В сущности, мне некуда торопиться. Мужа дома нет, и никого нет, и я знаю: как только я войду, пустота накроет меня с головой, и кухонный жесткий свет одиночества остудит вечерний горький чай.
Волна печального опьянения внезапно наталкивает меня на странную мысль: найти себе здесь, на кладбище, псевдоним, сделав живой чью-нибудь давно уснувшую фамилию.
Мне всегда казалась моя фамилия чересчур обыкновенной. Тем более для писателя псевдоним — вещь чрезвычайно важная. Он может принести удачу, а может сделать графоманом. Может поддержать, а может помешать. Взять себе новое крепкое имя, проросшее вместе с травой из земли, — в этом что-то есть.
Иду в ту сторону кладбища, где никогда не была. Народу уже совсем мало, поэтому на меня никто не обращает внимания. Кстати, это, наверное, единственное место, где никто ни на кого не обращает внимания.
Медленно брожу между памятниками и крестами. В розовом закатном небе, надсадно каркая, величественно пролетают вороны. От дальнего леса веет влажной прохладой. Красноватые отсветы падают на высокую траву, мягко покачивающуюся от ненавязчивого ветерка.
В итоге на примете у меня оказываются пять фамилий: Сон, Непугайло, Рябоконь, Брэде, Арфо.
Итак, Сон. В общем-то звучит. Но что-то здесь есть неестественное, и наверняка будут издеваться, называя Явь.
Непугайло. Несколько настораживает созвучие с пугалом. И, по-моему, не слишком выразительно. А хотелось бы совместить оригинальность и естественность, звук и смысл.
Рябоконь — это, конечно, звучно и ярко. Но смысл… Рябой конь — все равно что Пегий козел (Пегокоз) или Щипаная курица (Щипакур). Не годится.
В фамилии Брэде есть нечто романтическое, французское. Кроме того, привлекает созвучие с бредом, что всегда приятно; хорошо, когда текст отдает легким, едва уловимым сумасшествием. Но все-таки что-то не то. Слишком французская.
И последняя — Арфо. Пронзительность и нежность арфы слышится в ней… Просторное зеленое а, задумчивое фиолетовое ф… Фиолетовые флоксы в густой зеленой траве… Август, гамак, в котором лежу я, семилетняя, на крыльце уютная, в белом с красными маками платье, бабушка, чистящая грибы. Я завороженно смотрю на ее проворные руки, на блестящие, похожие на маленьких рыбок, кусочки мясистых коричневых шляпок, плавающих в большом тазу с водой. Я совершенно, неправдоподобно счастлива… Как много еще будет в жизни таких вот незаметных приступов счастья и как мало из них запомнится…
Арфо — изящная фамилия.
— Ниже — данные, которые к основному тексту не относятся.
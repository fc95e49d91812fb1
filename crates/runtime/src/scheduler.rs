//! Tick scheduler for deferred Green Thumb replants.
//!
//! Replants are one-shot: when due they are applied if the cell is still
//! empty and dropped otherwise. Nothing is retried. An applied replant
//! leaves its Green Thumb stamp on the cell.
use herbalism_core::{BlockState, StagedReplant};

use crate::world::WorldStore;

/// What happened to a due replant.
#[derive(Debug, Clone, Copy, PartialEq, Eq)]
pub enum ReplantResult {
    Applied(StagedReplant),
    /// The cell was occupied when the replant came due.
    Dropped(StagedReplant),
}

#[derive(Debug, Clone, Default)]
pub struct TickScheduler {
    now: u64,
    pending: Vec<(u64, StagedReplant)>,
}

impl TickScheduler {
    pub fn new() -> Self {
        Self::default()
    }

    /// Current tick.
    pub fn now(&self) -> u64 {
        self.now
    }

    pub fn pending(&self) -> usize {
        self.pending.len()
    }

    pub fn schedule(&mut self, replant: StagedReplant) {
        let due = self.now + replant.delay_ticks.max(1);
        self.pending.push((due, replant));
    }

    /// Advances the clock and runs every replant that came due, in scheduling order.
    pub fn advance(&mut self, ticks: u64, world: &mut WorldStore) -> Vec<ReplantResult> {
        self.now += ticks;
        let now = self.now;

        let (due, waiting): (Vec<_>, Vec<_>) =
            self.pending.drain(..).partition(|(at, _)| *at <= now);
        self.pending = waiting;

        due.into_iter()
            .map(|(_, replant)| {
                if world.is_empty(replant.location) {
                    world.set_block(
                        BlockState::new(replant.location, replant.kind).with_age(replant.age),
                    );
                    world.mark_replanted(replant.location, replant.marked_at);
                    ReplantResult::Applied(replant)
                } else {
                    tracing::trace!(location = %replant.location, "cell occupied, replant dropped");
                    ReplantResult::Dropped(replant)
                }
            })
            .collect()
    }
}

#[cfg(test)]
mod tests {
    use herbalism_core::{BlockKind, Location};

    use super::*;

    fn replant(location: Location) -> StagedReplant {
        StagedReplant {
            location,
            kind: BlockKind::Wheat,
            age: 2,
            marked_at: 1_700_000_000,
            delay_ticks: 1,
        }
    }

    #[test]
    fn replant_lands_after_delay() {
        let mut world = WorldStore::new();
        let mut scheduler = TickScheduler::new();
        let location = Location::new(0, 64, 0);
        scheduler.schedule(replant(location));

        assert!(scheduler.advance(0, &mut world).is_empty());
        let results = scheduler.advance(1, &mut world);
        assert_eq!(results, vec![ReplantResult::Applied(replant(location))]);
        assert_eq!(world.block(location), BlockState::new(location, BlockKind::Wheat).with_age(2));
        assert_eq!(world.replanted_at(location), Some(1_700_000_000));
        assert_eq!(scheduler.pending(), 0);
    }

    #[test]
    fn occupied_cell_drops_replant() {
        let mut world = WorldStore::new();
        let mut scheduler = TickScheduler::new();
        let location = Location::new(0, 64, 0);
        scheduler.schedule(replant(location));
        world.set_block(BlockState::new(location, BlockKind::Poppy));

        let results = scheduler.advance(5, &mut world);
        assert_eq!(results, vec![ReplantResult::Dropped(replant(location))]);
        assert_eq!(world.block(location).kind, BlockKind::Poppy);
        assert_eq!(world.replanted_at(location), None);
        assert!(scheduler.advance(5, &mut world).is_empty());
    }
}
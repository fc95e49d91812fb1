//! Block snapshots and harvest classification.
//!
//! A [`BlockState`] is a read-only copy of one world cell taken when the
//! interaction event fires. [`HarvestableKind`] sorts block kinds into the
//! categories the yield, growth and gating rules branch on.

use std::fmt;

use crate::env::CustomBlockConfig;
use crate::state::ItemKind;

/// Integer block coordinates in the world grid.
#[derive(Clone, Copy, Debug, PartialEq, Eq, PartialOrd, Ord, Hash, Default)]
#[cfg_attr(feature = "serde", derive(serde::Serialize, serde::Deserialize))]
pub struct Location {
    pub x: i32,
    pub y: i32,
    pub z: i32,
}

impl Location {
    pub const ORIGIN: Self = Self { x: 0, y: 0, z: 0 };

    pub const fn new(x: i32, y: i32, z: i32) -> Self {
        Self { x, y, z }
    }

    /// Cell directly above, `offset` blocks up.
    pub const fn up(self, offset: i32) -> Self {
        Self::new(self.x, self.y + offset, self.z)
    }

    /// Cell directly below, `offset` blocks down.
    pub const fn down(self, offset: i32) -> Self {
        Self::new(self.x, self.y - offset, self.z)
    }

    /// Geometric center of the cell, where dropped items spawn.
    pub fn center(self) -> Point {
        Point {
            x: self.x as f64 + 0.5,
            y: self.y as f64 + 0.5,
            z: self.z as f64 + 0.5,
        }
    }
}

impl fmt::Display for Location {
    fn fmt(&self, f: &mut fmt::Formatter<'_>) -> fmt::Result {
        write!(f, "({}, {}, {})", self.x, self.y, self.z)
    }
}

/// Continuous world position.
#[derive(Clone, Copy, Debug, PartialEq, Default)]
#[cfg_attr(feature = "serde", derive(serde::Serialize, serde::Deserialize))]
pub struct Point {
    pub x: f64,
    pub y: f64,
    pub z: f64,
}

impl Point {
    /// Cell containing this point.
    pub fn block(self) -> Location {
        Location::new(
            self.x.floor() as i32,
            self.y.floor() as i32,
            self.z.floor() as i32,
        )
    }
}

/// Every block kind the herbalism rules can observe.
///
/// `Custom` carries the host's numeric id for modded blocks; whether such a
/// block is harvestable is decided by the custom block registry.
#[derive(Clone, Copy, Debug, PartialEq, Eq, PartialOrd, Ord, Hash, strum::EnumIter)]
#[cfg_attr(feature = "serde", derive(serde::Serialize, serde::Deserialize))]
pub enum BlockKind {
    Air,

    // Crops
    Carrots,
    Wheat,
    NetherWart,
    Potatoes,
    Beetroots,
    Cocoa,

    // Stacked plants
    Cactus,
    ChorusPlant,
    SugarCane,
    TallGrass,
    TallSeagrass,
    Kelp,
    KelpPlant,

    // Flora
    Dandelion,
    Poppy,
    DeadBush,
    Fern,
    Grass,

    // Convertible terrain
    Dirt,
    GrassBlock,
    GrassPath,
    Mycelium,
    Cobblestone,
    MossyCobblestone,
    CobblestoneWall,
    MossyCobblestoneWall,
    StoneBricks,
    MossyStoneBricks,

    Custom(u32),
}

impl BlockKind {
    /// Natural maximum age for ageable crops.
    pub const fn max_age(self) -> Option<u8> {
        match self {
            BlockKind::Wheat | BlockKind::Carrots | BlockKind::Potatoes => Some(7),
            BlockKind::Beetroots | BlockKind::NetherWart => Some(3),
            BlockKind::Cocoa => Some(2),
            _ => None,
        }
    }

    /// Seed item consumed when Green Thumb replants this crop.
    pub const fn seed(self) -> Option<ItemKind> {
        match self {
            BlockKind::Carrots => Some(ItemKind::Carrot),
            BlockKind::Wheat => Some(ItemKind::WheatSeeds),
            BlockKind::NetherWart => Some(ItemKind::NetherWart),
            BlockKind::Potatoes => Some(ItemKind::Potato),
            BlockKind::Beetroots => Some(ItemKind::BeetrootSeeds),
            BlockKind::Cocoa => Some(ItemKind::CocoaBeans),
            _ => None,
        }
    }

    pub const fn is_kelp(self) -> bool {
        matches!(self, BlockKind::Kelp | BlockKind::KelpPlant)
    }

    /// Whether Green Thumb / Green Terra can turn this block mossy.
    pub const fn is_mossable(self) -> bool {
        self.mossy_form().is_some()
    }

    /// Result of a Green Thumb block conversion.
    pub const fn mossy_form(self) -> Option<BlockKind> {
        match self {
            BlockKind::Cobblestone => Some(BlockKind::MossyCobblestone),
            BlockKind::CobblestoneWall => Some(BlockKind::MossyCobblestoneWall),
            BlockKind::StoneBricks => Some(BlockKind::MossyStoneBricks),
            BlockKind::Dirt | BlockKind::GrassPath => Some(BlockKind::GrassBlock),
            _ => None,
        }
    }

    /// Whether Shroom Thumb can turn this block into mycelium.
    pub const fn is_shroomable(self) -> bool {
        self.shroom_form().is_some()
    }

    pub const fn shroom_form(self) -> Option<BlockKind> {
        match self {
            BlockKind::Dirt | BlockKind::GrassBlock | BlockKind::GrassPath => {
                Some(BlockKind::Mycelium)
            }
            _ => None,
        }
    }

    /// Human readable name, words separated by spaces.
    pub fn pretty_name(self) -> String {
        let name = match self {
            BlockKind::Air => "Air",
            BlockKind::Carrots => "Carrots",
            BlockKind::Wheat => "Wheat",
            BlockKind::NetherWart => "Nether Wart",
            BlockKind::Potatoes => "Potatoes",
            BlockKind::Beetroots => "Beetroots",
            BlockKind::Cocoa => "Cocoa",
            BlockKind::Cactus => "Cactus",
            BlockKind::ChorusPlant => "Chorus Plant",
            BlockKind::SugarCane => "Sugar Cane",
            BlockKind::TallGrass => "Tall Grass",
            BlockKind::TallSeagrass => "Tall Seagrass",
            BlockKind::Kelp => "Kelp",
            BlockKind::KelpPlant => "Kelp Plant",
            BlockKind::Dandelion => "Dandelion",
            BlockKind::Poppy => "Poppy",
            BlockKind::DeadBush => "Dead Bush",
            BlockKind::Fern => "Fern",
            BlockKind::Grass => "Grass",
            BlockKind::Dirt => "Dirt",
            BlockKind::GrassBlock => "Grass Block",
            BlockKind::GrassPath => "Grass Path",
            BlockKind::Mycelium => "Mycelium",
            BlockKind::Cobblestone => "Cobblestone",
            BlockKind::MossyCobblestone => "Mossy Cobblestone",
            BlockKind::CobblestoneWall => "Cobblestone Wall",
            BlockKind::MossyCobblestoneWall => "Mossy Cobblestone Wall",
            BlockKind::StoneBricks => "Stone Bricks",
            BlockKind::MossyStoneBricks => "Mossy Stone Bricks",
            BlockKind::Custom(id) => return format!("Custom {id}"),
        };
        name.to_owned()
    }
}

impl fmt::Display for BlockKind {
    fn fmt(&self, f: &mut fmt::Formatter<'_>) -> fmt::Result {
        f.write_str(&self.pretty_name())
    }
}

/// Snapshot of a single world cell.
#[derive(Clone, Copy, Debug, PartialEq, Eq, Hash)]
#[cfg_attr(feature = "serde", derive(serde::Serialize, serde::Deserialize))]
pub struct BlockState {
    pub location: Location,
    pub kind: BlockKind,
    /// Growth value; zero for kinds that do not age.
    pub age: u8,
}

impl BlockState {
    pub const fn new(location: Location, kind: BlockKind) -> Self {
        Self {
            location,
            kind,
            age: 0,
        }
    }

    pub const fn with_age(mut self, age: u8) -> Self {
        self.age = age;
        self
    }

    /// Ageable crops at their natural maximum. Non-ageable blocks count as grown.
    pub fn is_fully_grown(&self) -> bool {
        match self.kind.max_age() {
            Some(max) => self.age >= max,
            None => true,
        }
    }

    /// Key used by experience, double-drop and treasure tables.
    ///
    /// Ageable crops get a `_Ripe` or `_Ungrown` suffix, e.g. `Wheat_Ripe`.
    pub fn canonical_key(&self) -> String {
        let base = self.kind.pretty_name().replace(' ', "_");
        match self.kind.max_age() {
            Some(max) if self.age >= max => format!("{base}_Ripe"),
            Some(_) => format!("{base}_Ungrown"),
            None => base,
        }
    }
}

/// Ageable crops occupying exactly one cell.
#[derive(Clone, Copy, Debug, PartialEq, Eq, Hash)]
pub enum CropKind {
    Carrots,
    Wheat,
    NetherWart,
    Potatoes,
    Beetroots,
    Cocoa,
}

/// Plants that grow as a vertical column of identical cells.
#[derive(Clone, Copy, Debug, PartialEq, Eq, Hash)]
pub enum StackedKind {
    Cactus,
    ChorusPlant,
    SugarCane,
    TallGrass,
    TallSeagrass,
}

/// Harvest category of a block.
#[derive(Clone, Copy, Debug, PartialEq)]
pub enum HarvestableKind {
    SingleCellCrop(CropKind),
    /// Flowers, bushes and ferns: one cell, no growth stages.
    SingleCellFlora,
    MultiCellPlant(StackedKind),
    /// Kelp and kelp plant cells forming one column.
    KelpPair,
    CustomExtension(CustomBlockConfig),
}

impl HarvestableKind {
    /// Classifies a block kind. Custom registrations take precedence.
    ///
    /// Returns `None` for blocks herbalism does not harvest.
    pub fn classify(kind: BlockKind, custom: Option<CustomBlockConfig>) -> Option<Self> {
        if let Some(config) = custom {
            return Some(HarvestableKind::CustomExtension(config));
        }

        let class = match kind {
            BlockKind::Carrots => HarvestableKind::SingleCellCrop(CropKind::Carrots),
            BlockKind::Wheat => HarvestableKind::SingleCellCrop(CropKind::Wheat),
            BlockKind::NetherWart => HarvestableKind::SingleCellCrop(CropKind::NetherWart),
            BlockKind::Potatoes => HarvestableKind::SingleCellCrop(CropKind::Potatoes),
            BlockKind::Beetroots => HarvestableKind::SingleCellCrop(CropKind::Beetroots),
            BlockKind::Cocoa => HarvestableKind::SingleCellCrop(CropKind::Cocoa),

            BlockKind::Cactus => HarvestableKind::MultiCellPlant(StackedKind::Cactus),
            BlockKind::ChorusPlant => HarvestableKind::MultiCellPlant(StackedKind::ChorusPlant),
            BlockKind::SugarCane => HarvestableKind::MultiCellPlant(StackedKind::SugarCane),
            BlockKind::TallGrass => HarvestableKind::MultiCellPlant(StackedKind::TallGrass),
            BlockKind::TallSeagrass => HarvestableKind::MultiCellPlant(StackedKind::TallSeagrass),

            BlockKind::Kelp | BlockKind::KelpPlant => HarvestableKind::KelpPair,

            BlockKind::Dandelion
            | BlockKind::Poppy
            | BlockKind::DeadBush
            | BlockKind::Fern
            | BlockKind::Grass => HarvestableKind::SingleCellFlora,

            BlockKind::Air
            | BlockKind::Dirt
            | BlockKind::GrassBlock
            | BlockKind::GrassPath
            | BlockKind::Mycelium
            | BlockKind::Cobblestone
            | BlockKind::MossyCobblestone
            | BlockKind::CobblestoneWall
            | BlockKind::MossyCobblestoneWall
            | BlockKind::StoneBricks
            | BlockKind::MossyStoneBricks
            | BlockKind::Custom(_) => return None,
        };

        Some(class)
    }

    /// Plants whose harvest spans more than the interacted cell.
    pub const fn is_multi_cell(&self) -> bool {
        matches!(
            self,
            HarvestableKind::MultiCellPlant(_) | HarvestableKind::KelpPair
        )
    }
}

#[cfg(test)]
mod tests {
    use super::*;
    use strum::IntoEnumIterator;

    #[test]
    fn canonical_key_tracks_ripeness() {
        let at = Location::ORIGIN;
        assert_eq!(
            BlockState::new(at, BlockKind::Wheat).with_age(7).canonical_key(),
            "Wheat_Ripe"
        );
        assert_eq!(
            BlockState::new(at, BlockKind::NetherWart).with_age(1).canonical_key(),
            "Nether_Wart_Ungrown"
        );
        assert_eq!(
            BlockState::new(at, BlockKind::SugarCane).canonical_key(),
            "Sugar_Cane"
        );
    }

    #[test]
    fn classification_is_total() {
        for kind in BlockKind::iter() {
            let class = HarvestableKind::classify(kind, None);
            let harvestable = kind.seed().is_some()
                || matches!(
                    kind,
                    BlockKind::Cactus
                        | BlockKind::ChorusPlant
                        | BlockKind::SugarCane
                        | BlockKind::TallGrass
                        | BlockKind::TallSeagrass
                        | BlockKind::Kelp
                        | BlockKind::KelpPlant
                        | BlockKind::Dandelion
                        | BlockKind::Poppy
                        | BlockKind::DeadBush
                        | BlockKind::Fern
                        | BlockKind::Grass
                );
            assert_eq!(class.is_some(), harvestable, "{kind:?}");
        }
    }

    #[test]
    fn custom_registration_wins() {
        let config = CustomBlockConfig::new(42, true);
        assert_eq!(
            HarvestableKind::classify(BlockKind::Custom(7), Some(config)),
            Some(HarvestableKind::CustomExtension(config))
        );
        assert_eq!(HarvestableKind::classify(BlockKind::Custom(7), None), None);
    }

    #[test]
    fn conversions() {
        assert_eq!(BlockKind::Dirt.mossy_form(), Some(BlockKind::GrassBlock));
        assert_eq!(BlockKind::GrassBlock.mossy_form(), None);
        assert_eq!(BlockKind::GrassBlock.shroom_form(), Some(BlockKind::Mycelium));
        assert!(!BlockKind::Cobblestone.is_shroomable());
    }
}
Изысканная. Даже слишком изысканная. Может быть, нужно чуть поскромнее. Попроще.
Невостребованный пятидесятитрехлетний Афанасий Арфо в круглой рамочке долго смотрит мне вслед, направляющейся к выходу, чтобы успеть на последний автобус. Я благодарна ему за воспоминание…
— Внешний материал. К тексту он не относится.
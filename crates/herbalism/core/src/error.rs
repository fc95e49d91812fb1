//! Common error infrastructure for herbalism-core.
//!
//! Gameplay misses (a failed roll, a vetoed break, a missing seed) are
//! outcomes, not errors. The types here cover genuine faults: an environment
//! missing a required oracle or configuration values the formulas cannot use.

/// Severity level of an error, used for categorization and recovery strategies.
#[derive(Clone, Copy, Debug, PartialEq, Eq, Hash)]
#[cfg_attr(feature = "serde", derive(serde::Serialize, serde::Deserialize))]
pub enum ErrorSeverity {
    /// Invalid input, should not retry without changes.
    ///
    /// Examples: zero stage change level, inverted chance curve
    Validation,

    /// The host wired the resolver incorrectly and it cannot proceed.
    ///
    /// Examples: missing required oracle
    Fatal,
}

impl ErrorSeverity {
    /// Returns a human-readable description of this severity level.
    pub const fn as_str(&self) -> &'static str {
        match self {
            Self::Validation => "validation",
            Self::Fatal => "fatal",
        }
    }

    pub const fn is_fatal(&self) -> bool {
        matches!(self, Self::Fatal)
    }
}

/// Common trait for all herbalism-core errors.
///
/// - All error enums should implement this trait
/// - Use `#[derive(thiserror::Error)]` for Display/Error impl
/// - Classify severity based on recoverability, not impact
pub trait HerbalismError: core::fmt::Display + core::fmt::Debug {
    /// Returns the severity level of this error.
    fn severity(&self) -> ErrorSeverity;

    /// Returns a static string identifier for this error variant.
    ///
    /// Default implementation uses the error type name.
    fn error_code(&self) -> &'static str {
        core::any::type_name::<Self>()
    }
}
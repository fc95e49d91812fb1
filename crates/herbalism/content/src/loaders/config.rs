//! Herbalism configuration loader.

use std::path::Path;

use herbalism_core::HerbalismConfig;

use crate::loaders::{LoadResult, read_file};

/// Loader for herbalism configuration from TOML files.
pub struct ConfigLoader;

impl ConfigLoader {
    /// Load and validate config data from a TOML file.
    ///
    /// Missing keys fall back to [`HerbalismConfig::default`].
    pub fn load(path: &Path) -> LoadResult<HerbalismConfig> {
        let content = read_file(path)?;
        Self::parse(&content)
            .map_err(|e| e.context(format!("Invalid config {}", path.display())))
    }

    pub fn parse(content: &str) -> LoadResult<HerbalismConfig> {
        let config: HerbalismConfig = toml::from_str(content)
            .map_err(|e| anyhow::anyhow!("Failed to parse config TOML: {}", e))?;
        config.validate()?;
        Ok(config)
    }
}
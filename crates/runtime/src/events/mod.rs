//! Topic-based event bus for runtime events.
//!
//! Events are published to specific topics, and consumers can subscribe only
//! to the topics they need.

mod bus;
mod types;

pub use bus::{Event, EventBus, Topic};
pub use types::{AbilityEvent, GrowthEvent, HarvestEvent};
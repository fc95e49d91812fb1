use crate::config::{HerbalismConfig, SkillChance};
use crate::env::{Capability, HerbalismEnv, OracleError, RollContext, RollSeed};
use crate::skill::activation::{ActivationRoll, roll_activation};
use crate::state::{ActorState, BlockKind};

/// Resolves herbalism interactions for one player.
///
/// A manager is built per interaction event from the host's oracles, the
/// configuration, a snapshot of the player and the interaction seed. All of
/// its operations are read-only; they return outcomes carrying the effects
/// the host should apply.
pub struct HerbalismManager<'a> {
    pub(crate) env: HerbalismEnv<'a>,
    pub(crate) config: &'a HerbalismConfig,
    pub(crate) actor: &'a ActorState,
    pub(crate) seed: RollSeed,
    /// Wall clock in seconds, stamped on Green Thumb markers.
    pub(crate) now_secs: u64,
}

impl<'a> HerbalismManager<'a> {
    pub fn new(
        env: HerbalismEnv<'a>,
        config: &'a HerbalismConfig,
        actor: &'a ActorState,
        interaction_seed: u64,
        now_secs: u64,
    ) -> Self {
        Self {
            env,
            config,
            actor,
            seed: RollSeed::new(interaction_seed, actor.id),
            now_secs,
        }
    }

    pub fn actor(&self) -> &ActorState {
        self.actor
    }

    pub fn config(&self) -> &HerbalismConfig {
        self.config
    }

    pub fn skill_level(&self) -> u32 {
        self.actor.level
    }

    /// Roll ceiling for this actor.
    pub fn activation_chance(&self) -> u32 {
        self.config.activation_chance_for(self.actor.is_lucky())
    }

    pub(crate) fn allows(
        &self,
        capability: Capability,
        target: Option<BlockKind>,
    ) -> Result<bool, OracleError> {
        Ok(self
            .env
            .permissions()?
            .allows(self.actor.id, capability, target))
    }

    pub(crate) fn roll(
        &self,
        chance: &SkillChance,
        context: RollContext,
    ) -> Result<ActivationRoll, OracleError> {
        let rng = self.env.rng()?;
        Ok(roll_activation(
            chance,
            self.actor.level,
            self.activation_chance(),
            rng,
            self.seed.for_roll(context),
        ))
    }
}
А может, и не нужен мне псевдоним? Не нужен, как не нужны живым вещи мертвых, а мертвым не нужны вещи живых?.. Вдруг чужая фамилия прилепит ко мне, как жвачку к столу, чужую судьбу и от нее уже невозможно будет отделаться?..
Сажусь в автобус и напряженно думаю обо всем сразу: о бабушке, о теперь уже бывшем муже, только сейчас понимая, как все-таки привыкла к нему за пять прожитых вместе лет и как болезненно и долго буду отвыкать, о мужичке, с которым мы пытались превратить бесплотную память во что-то осязаемое, теплой струйкой текущее в горло, облегчающее на некоторое время застоявшуюся, как вода из-под завядших цветов, боль, пять не пригодившихся мне фамилий, проводивших меня до ворот кладбища и закрывших их за моей спиной…
К автобусу торопливо подходят люди. Водитель лениво поглядывает в зеркало заднего вида, дожидаясь, когда зайдет последний пассажир и можно будет закрыть двери. В кабине у него играет бодрая веселая музыка. Из труб крематория идет вялый, будто разжиженный воздухом серый дымок. Медленно, словно туча на солнце, наползает на кладбище вечер. Я вдруг чувствую, как сильно устала за весь этот долгий день, и прикрываю глаза. Будущее меня не тревожит.